10(a) Whether the phrase
"No employer, including a Commission
license...or a contractor or a subcontractor of a Commission
license..." may itself and by its own terms be interpreted as
rendering all such entities "employers", is an interesting semantic
question.
10(b)Hydro's assertion that
Complainant was discharged due to his
"insubordination" to Hydro's Neely, somewhat itself refutes its denial
of employer status.
12As regards Respondent Britz,
who initially retained
Complainant, paid his salary (Tr. 13, 82), and informed him that he
was terminated (Tr. 47)), while he does not raise this defense, I
would have found him also to be Complainant's employer based upon the
same rationale as that underlying Respondents Power and Hydro.
13Hydro's position that, since
the substance of Complainant's
observations were already exposed and widely known, and since it was
Complainant's specified job function to report these hazards, he could
not have been fired because of such reporting, is unavailing. It has
been held that one who is paid to report violations is protected by
the Act, Murphy v. Consolidated Coal Co., 82 ERA 4, 83 ERA 4, and that
it is not necessary to prove that employer attempted to hide unique
information in order to make out a case under 42 USC 5851, De Ford v.
Secretary of Labor, supra. At any rate, Complainant testified without
contradiction that his reporting duties included the reporting of
previously reported violations which continued uncorrected (Tr. 157).
14Nor, for that matter, does
proof that Complainant was doing his
reporting job well ("...[calling] a spade a spade," Tr. 103), standing
alone, prove that he was fired for doing his reporting job well.

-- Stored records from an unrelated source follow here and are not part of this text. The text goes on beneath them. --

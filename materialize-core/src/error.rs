use std::path::PathBuf;
use thiserror::Error;

#[derive(Error, Debug)]
pub enum MaterializeError {
    #[error("invalid diagram {}: {}", .path.display(), .reason)]
    Ingestion { path: PathBuf, reason: String },

    #[error("diagram JSON error: {0}")]
    Json(#[from] serde_json::Error),

    #[error("cannot render threat map: {0}")]
    Render(#[source] serde_json::Error),

    #[error("duplicate {kind} id '{id}'")]
    DuplicateId { kind: &'static str, id: String },

    #[error("edge '{edge}' references unknown {role} node '{node}'")]
    DanglingReference {
        edge: String,
        role: EdgeRole,
        node: String,
    },

    #[error("cannot write {}: {}", .path.display(), .source)]
    Output {
        path: PathBuf,
        #[source]
        source: std::io::Error,
    },
}

/// Which end of a flow a node reference fills.
#[derive(Debug, Clone, Copy, PartialEq, Eq)]
pub enum EdgeRole {
    Source,
    Destination,
    Process,
}

impl std::fmt::Display for EdgeRole {
    fn fmt(&self, f: &mut std::fmt::Formatter<'_>) -> std::fmt::Result {
        f.write_str(match self {
            EdgeRole::Source => "source",
            EdgeRole::Destination => "destination",
            EdgeRole::Process => "process",
        })
    }
}

impl MaterializeError {
    pub fn ingestion(path: impl Into<PathBuf>, reason: impl Into<String>) -> Self {
        MaterializeError::Ingestion {
            path: path.into(),
            reason: reason.into(),
        }
    }

    /// Pipeline stage that produced the error, for user-facing messages.
    pub fn stage(&self) -> &'static str {
        match self {
            MaterializeError::Ingestion { .. }
            | MaterializeError::Json(_)
            | MaterializeError::DuplicateId { .. } => "ingestion",
            MaterializeError::DanglingReference { .. } => "classification",
            MaterializeError::Output { .. } | MaterializeError::Render(_) => "output",
        }
    }
}

pub type Result<T> = std::result::Result<T, MaterializeError>;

15For instance, some evidence
challenging Ferguson's statement
that Complainant's reports were never discussed in connection with his
discharge (Tr. 120). A diligent search of the trial record of
Complainant's proof in this regard evokes the recently popularized
query "Where's the beef?".
16Through language and overall
disposition (Tr. 116, 97, 130,
142, 145, 149).
17Compare Complainant's
testimony at Tr. pg. 53 against Britz's
testimony at Tr. 83, 84, 85.
18As regards Respondent Britz,
I find that the evidence
abundantly demonstrates that he did not dismiss Complainant. His
stated defense is therefore entirely sustainable.